持って帰る分を除いて、再び信管を装着し、長いロープで木に吊るした砂入りペットボトルを上から落として爆発させます。時々破片が飛んで来るので、木陰に隠れる。館長が「いくよー!三・二・一!」と叫び、その後「バンッ!」という、爆竹の音を大きくしたような爆発音が聞こえてきました。
爆発した所に行ってみると、火薬の匂いが辺りに立ち込め、地面に三〇a程の穴が空いていました。…地雷は跡形も無く消えています。「こんな物せっせと掘り返してたのか…!」と思うと、改めて背筋が寒くなります。
一方、対戦車地雷や不発弾は、破壊力が段違いなので、爆破処理はしません。対戦車地雷はその場で解体。TNT火薬は石切り業者(採石に使うらしい)に売り、信管は対人地雷の爆破処理の時に、一緒に吹っ飛ばす。不発弾の方は道具がないので、その場で火薬を抜くことが出来ず、そのままシェムリアップまで持って帰ることに。いくら信管が無く、火でもつけない限り爆発しないとはいえ、火薬がパンパンに詰まったロケット弾を担いで帰るのは、正直あまり気持ち良いもんではなかったです。警察に止められて荷物チェックでもされようもんなら、エライことになります。「見つかったら何て言い訳するんだ、こんなもん 」って感じです。

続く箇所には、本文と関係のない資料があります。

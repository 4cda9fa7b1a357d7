//! Classification of paths that regeneration must never delete.
//!
//! Hand-written business logic lives under two directory prefixes; a handful of
//! environment, lock and manifest files are protected wherever they appear.
//! Everything else in a generated service (`src/core`, `tests/core`,
//! `tests/factories`, `docs`, ...) is owned by the generator.

use std::borrow::Cow;
use std::collections::BTreeSet;

/// Directory prefixes holding custom code, relative to a service root.
pub const PROTECTED_DIRS: [&str; 2] = ["src/domain", "tests/domain"];

/// File names protected regardless of the directory they live in.
pub const PROTECTED_FILES: [&str; 8] = [
    ".env",
    ".env.local",
    ".env.production",
    ".env.test",
    "package-lock.json",
    "yarn.lock",
    "pnpm-lock.yaml",
    ".generated-manifest.json",
];

/// Normalize a relative path for matching: `\` becomes `/`, a leading `./`
/// and any trailing `/` are dropped.
fn normalize(path: &str) -> Cow<'_, str> {
    let replaced: Cow<'_, str> = if path.contains('\\') {
        Cow::Owned(path.replace('\\', "/"))
    } else {
        Cow::Borrowed(path)
    };
    let trimmed = replaced.trim_start_matches("./").trim_end_matches('/');
    if trimmed.len() == replaced.len() {
        replaced
    } else {
        Cow::Owned(trimmed.to_string())
    }
}

fn under_dir(path: &str, dir: &str) -> bool {
    path == dir
        || path
            .strip_prefix(dir)
            .is_some_and(|rest| rest.starts_with('/'))
}

fn file_name(path: &str) -> &str {
    path.rsplit('/').next().unwrap_or(path)
}

/// Returns `true` when `path` (relative to a service root) must survive
/// regeneration.
///
/// Pure and total: empty or malformed input classifies as unprotected.
/// Directory protection is a prefix match on whole segments, so `src/domainx`
/// is not protected. File protection matches the trailing segment only.
///
/// ```
/// use msgen::regen::is_protected_path;
///
/// assert!(is_protected_path("src/domain/orders/service.js"));
/// assert!(is_protected_path("src\\domain\\orders"));
/// assert!(is_protected_path("config/.env.local"));
/// assert!(!is_protected_path("src/core/controllers/order.js"));
/// ```
#[must_use]
pub fn is_protected_path(path: &str) -> bool {
    ProtectedPaths::canonical().is_protected(path)
}

/// The set of protected directory prefixes and file names.
///
/// [`ProtectedPaths::canonical`] is the set the generator always honours.
/// Extra file names may be layered on top from configuration, but the two
/// protected directories never change.
#[derive(Debug, Clone, PartialEq, Eq)]
pub struct ProtectedPaths {
    dirs: Vec<&'static str>,
    files: BTreeSet<String>,
}

impl Default for ProtectedPaths {
    fn default() -> Self {
        Self::canonical()
    }
}

impl ProtectedPaths {
    #[must_use]
    pub fn canonical() -> Self {
        Self {
            dirs: PROTECTED_DIRS.to_vec(),
            files: PROTECTED_FILES.iter().map(|f| (*f).to_string()).collect(),
        }
    }

    /// Extend the protected file-name set. Names containing a separator are
    /// reduced to their last segment.
    #[must_use]
    pub fn with_extra_files<I, S>(mut self, names: I) -> Self
    where
        I: IntoIterator<Item = S>,
        S: AsRef<str>,
    {
        for name in names {
            let normalized = normalize(name.as_ref());
            let base = file_name(&normalized);
            if !base.is_empty() {
                self.files.insert(base.to_string());
            }
        }
        self
    }

    /// Protected directory prefixes in canonical order.
    #[must_use]
    pub fn dirs(&self) -> &[&'static str] {
        &self.dirs
    }

    pub fn files(&self) -> impl Iterator<Item = &str> {
        self.files.iter().map(String::as_str)
    }

    /// Directory prefixes as owned strings, the form recorded in manifests.
    #[must_use]
    pub fn dir_list(&self) -> Vec<String> {
        self.dirs.iter().map(|d| (*d).to_string()).collect()
    }

    #[must_use]
    pub fn is_protected(&self, path: &str) -> bool {
        let normalized = normalize(path);
        if normalized.is_empty() {
            return false;
        }
        if self.dirs.iter().any(|dir| under_dir(&normalized, dir)) {
            return true;
        }
        self.files.contains(file_name(&normalized))
    }
}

今回は、作業終了後そのままシェムリアップに帰ることになりました。正直かなり疲れていたので、これはありがたかったです。帰って来てつくづく思ったこと。
「…よく生きて帰って来れたな」
地雷撤去とは人の命を危険にさらす行為なんだ
緊張感と恐怖や、地雷を見つけた時の達成感、そしてシェムリアップに帰って来た時の思わず「俺は生きてるぞ!」と大声で叫びたくなる様な喜びと解放感は、今までに味わったことのないものでした。危うく死にかけていたにも関らず、あんなに「生きて帰りたい!」と思ったにも関らず、今はまた、あそこに戻りたいような気さえします。

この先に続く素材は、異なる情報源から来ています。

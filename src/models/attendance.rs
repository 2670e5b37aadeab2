use crate::models::schema::attendance_records;
use bigdecimal::BigDecimal;
use chrono::{DateTime, NaiveDate, Utc};
use diesel::prelude::*;
use serde::{Deserialize, Serialize};
use thiserror::Error;
use uuid::Uuid;

#[derive(Error, Debug)]
pub enum AttendanceError {
    #[error("Database error: {0}")]
    DatabaseError(#[from] diesel::result::Error),
    #[error("Invalid month: {0}")]
    InvalidMonth(u32),
}

#[derive(Debug, Clone, Copy, PartialEq, Eq)]
pub enum AttendanceStatus {
    Present,
    Absent,
    Leave,
    Wfh,
}

impl AttendanceStatus {
    pub fn as_str(&self) -> &'static str {
        match self {
            AttendanceStatus::Present => "present",
            AttendanceStatus::Absent => "absent",
            AttendanceStatus::Leave => "leave",
            AttendanceStatus::Wfh => "wfh",
        }
    }

    pub fn parse(s: &str) -> Option<AttendanceStatus> {
        match s {
            "present" => Some(AttendanceStatus::Present),
            "absent" => Some(AttendanceStatus::Absent),
            "leave" => Some(AttendanceStatus::Leave),
            "wfh" => Some(AttendanceStatus::Wfh),
            _ => None,
        }
    }
}

/// One attendance row per user per day, fed either by the external
/// attendance feed or by an explicit regularization request.
#[derive(Queryable, Identifiable, Serialize, Deserialize, Clone, Debug)]
#[diesel(table_name = attendance_records)]
pub struct AttendanceRecord {
    pub id: Uuid,
    pub user_id: String,
    pub date: NaiveDate,
    pub status: String,
    pub check_in: Option<DateTime<Utc>>,
    pub check_out: Option<DateTime<Utc>>,
    pub working_hours: Option<BigDecimal>,
    pub regularized_at: Option<DateTime<Utc>>,
    pub regularization_reason: Option<String>,
    pub created_at: DateTime<Utc>,
    pub updated_at: DateTime<Utc>,
}

/// First day of `month` and first day of the following month, used as a
/// half-open date range for month queries.
pub fn month_bounds(year: i32, month: u32) -> Result<(NaiveDate, NaiveDate), AttendanceError> {
    let start =
        NaiveDate::from_ymd_opt(year, month, 1).ok_or(AttendanceError::InvalidMonth(month))?;
    let end = if month == 12 {
        NaiveDate::from_ymd_opt(year + 1, 1, 1)
    } else {
        NaiveDate::from_ymd_opt(year, month + 1, 1)
    }
    .ok_or(AttendanceError::InvalidMonth(month))?;
    Ok((start, end))
}

impl AttendanceRecord {
    pub fn for_month(
        conn: &mut PgConnection,
        lookup_user_id: &str,
        month: u32,
        year: i32,
    ) -> Result<Vec<AttendanceRecord>, AttendanceError> {
        let (start, end) = month_bounds(year, month)?;
        attendance_records::table
            .filter(attendance_records::user_id.eq(lookup_user_id))
            .filter(attendance_records::date.ge(start))
            .filter(attendance_records::date.lt(end))
            .order(attendance_records::date.asc())
            .load::<AttendanceRecord>(conn)
            .map_err(AttendanceError::DatabaseError)
    }

    /// Absences on or after `since`, newest first.
    pub fn absent_since(
        conn: &mut PgConnection,
        lookup_user_id: &str,
        since: NaiveDate,
    ) -> Result<Vec<AttendanceRecord>, AttendanceError> {
        attendance_records::table
            .filter(attendance_records::user_id.eq(lookup_user_id))
            .filter(attendance_records::status.eq(AttendanceStatus::Absent.as_str()))
            .filter(attendance_records::date.ge(since))
            .order(attendance_records::date.desc())
            .load::<AttendanceRecord>(conn)
            .map_err(AttendanceError::DatabaseError)
    }
}

#[derive(Insertable, Debug, Clone)]
#[diesel(table_name = attendance_records)]
pub struct NewAttendanceRecord {
    pub id: Uuid,
    pub user_id: String,
    pub date: NaiveDate,
    pub status: String,
    pub check_in: Option<DateTime<Utc>>,
    pub check_out: Option<DateTime<Utc>>,
    pub working_hours: Option<BigDecimal>,
    pub regularized_at: Option<DateTime<Utc>>,
    pub regularization_reason: Option<String>,
}

impl NewAttendanceRecord {
    pub fn insert(&self, conn: &mut PgConnection) -> Result<AttendanceRecord, AttendanceError> {
        diesel::insert_into(attendance_records::table)
            .values(self)
            .get_result::<AttendanceRecord>(conn)
            .map_err(AttendanceError::DatabaseError)
    }
}

#[cfg(test)]
mod tests {
    use super::*;

    #[test]
    fn month_bounds_are_half_open() {
        let (start, end) = month_bounds(2024, 2).unwrap();
        assert_eq!(start, NaiveDate::from_ymd_opt(2024, 2, 1).unwrap());
        assert_eq!(end, NaiveDate::from_ymd_opt(2024, 3, 1).unwrap());
    }

    #[test]
    fn month_bounds_wrap_december() {
        let (start, end) = month_bounds(2024, 12).unwrap();
        assert_eq!(start, NaiveDate::from_ymd_opt(2024, 12, 1).unwrap());
        assert_eq!(end, NaiveDate::from_ymd_opt(2025, 1, 1).unwrap());
    }

    #[test]
    fn month_bounds_reject_bad_month() {
        assert!(month_bounds(2024, 0).is_err());
        assert!(month_bounds(2024, 13).is_err());
    }
}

けれども、初めて出会ったことや、殆どなんの実技訓練もしてない事を差し引いても、地雷を前にして全然冷静でいられなかった事を考えれば、この方法でこのままやってたら「一カ月と持たずに死ぬな」というのも、ほぼ確信に近い強さで感じました。
地雷原は己が選んできた場所だったし、無様ではあったかもしれないにしろ、とにかくその場に立てた事は嬉しかったです。

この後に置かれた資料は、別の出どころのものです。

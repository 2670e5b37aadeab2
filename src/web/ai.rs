use axum::extract::State;
use axum::routing::{get, post};
use axum::{Extension, Form, Json, Router};
use serde::{Deserialize, Serialize};
use std::sync::Arc;
use tracing::info;
use uuid::Uuid;

use crate::ai::DocumentContext;
use crate::models::ai_conversations::{AiConversation, NewAiConversation};
use crate::models::hr_documents::HrDocument;
use crate::sessions::AuthUser;
use crate::{ApiError, AppState};

pub fn router(app_state: Arc<AppState>) -> Router {
    Router::new()
        .route("/api/ai/ask", post(ask_assistant))
        .route("/api/ai/conversations", get(list_conversations))
        .with_state(app_state)
}

#[derive(Debug, Deserialize)]
struct AskRequest {
    question: String,
}

#[derive(Debug, Serialize)]
#[serde(rename_all = "camelCase")]
struct AskResponse {
    answer: String,
    documents_used: Vec<String>,
}

async fn ask_assistant(
    State(state): State<Arc<AppState>>,
    Extension(auth): Extension<AuthUser>,
    Form(request): Form<AskRequest>,
) -> Result<Json<AskResponse>, ApiError> {
    let question = request.question.trim();
    if question.is_empty() {
        return Err(ApiError::Validation("Question is required".to_string()));
    }

    let documents = state.db.get_hr_documents()?;
    let contexts = document_contexts(documents);

    let reply = state.ai.ask(question, &contexts).await?;

    let new_conversation = NewAiConversation {
        id: Uuid::new_v4(),
        user_id: auth.user_id.clone(),
        question: question.to_string(),
        answer: reply.answer.clone(),
        documents_used: Some(reply.documents_used.clone()),
    };
    state.db.create_ai_conversation(&new_conversation)?;
    info!(
        "User {} asked the assistant ({} documents cited)",
        auth.user_id,
        reply.documents_used.len()
    );

    Ok(Json(AskResponse {
        answer: reply.answer,
        documents_used: reply.documents_used,
    }))
}

/// Only document labels are stored server-side, so the model sees a fixed
/// sentence per document rather than file contents.
fn document_contexts(documents: Vec<HrDocument>) -> Vec<DocumentContext> {
    documents
        .into_iter()
        .map(|doc| DocumentContext {
            content: format!(
                "HR Policy document: {}. Category: {}. This document contains company policies and procedures.",
                doc.name, doc.category
            ),
            name: doc.name,
            category: doc.category,
        })
        .collect()
}

#[derive(Debug, Serialize)]
#[serde(rename_all = "camelCase")]
struct ConversationResponse {
    id: Uuid,
    question: String,
    answer: String,
    documents_used: Vec<String>,
    created_at: String,
}

impl From<AiConversation> for ConversationResponse {
    fn from(conversation: AiConversation) -> Self {
        ConversationResponse {
            id: conversation.id,
            question: conversation.question,
            answer: conversation.answer,
            documents_used: conversation.documents_used.unwrap_or_default(),
            created_at: conversation.created_at.to_rfc3339(),
        }
    }
}

async fn list_conversations(
    State(state): State<Arc<AppState>>,
    Extension(auth): Extension<AuthUser>,
) -> Result<Json<Vec<ConversationResponse>>, ApiError> {
    let conversations = state.db.get_user_conversations(&auth.user_id)?;
    Ok(Json(
        conversations
            .into_iter()
            .map(ConversationResponse::from)
            .collect(),
    ))
}

#[cfg(test)]
mod tests {
    use super::*;
    use chrono::Utc;

    #[test]
    fn document_context_uses_the_fixed_label_sentence() {
        let document = HrDocument {
            id: Uuid::new_v4(),
            name: "Leave Policy.pdf".to_string(),
            category: "leave".to_string(),
            file_path: "uploads/leave.pdf".to_string(),
            file_size: Some(1024),
            mime_type: Some("application/pdf".to_string()),
            uploaded_by: "user-1".to_string(),
            is_active: true,
            vector_count: 3,
            processed_at: None,
            created_at: Utc::now(),
        };

        let contexts = document_contexts(vec![document]);
        assert_eq!(contexts.len(), 1);
        assert_eq!(contexts[0].name, "Leave Policy.pdf");
        assert_eq!(contexts[0].category, "leave");
        assert_eq!(
            contexts[0].content,
            "HR Policy document: Leave Policy.pdf. Category: leave. \
             This document contains company policies and procedures."
        );
    }
}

けれどもそれは(撤去方法にかなり問題があるにしても)、人の命を危険にさらす行為でもありました。それだけに、またあそこに戻っていいもんなのか、すごく考えさせられました。何はともあれ、あと一カ月ほどしたら、日本に帰ろうと思っています。
現在カンボジアでは、官営地雷撤去団体のCMACや、イギリスのNGOのMAG、Hello Trust等が撤去作業にあたってますが、最近、地雷博物館に来たHello Trustのスタッフが「どんなに早くても三〇年はかかるだろう」と言って嘆いてました。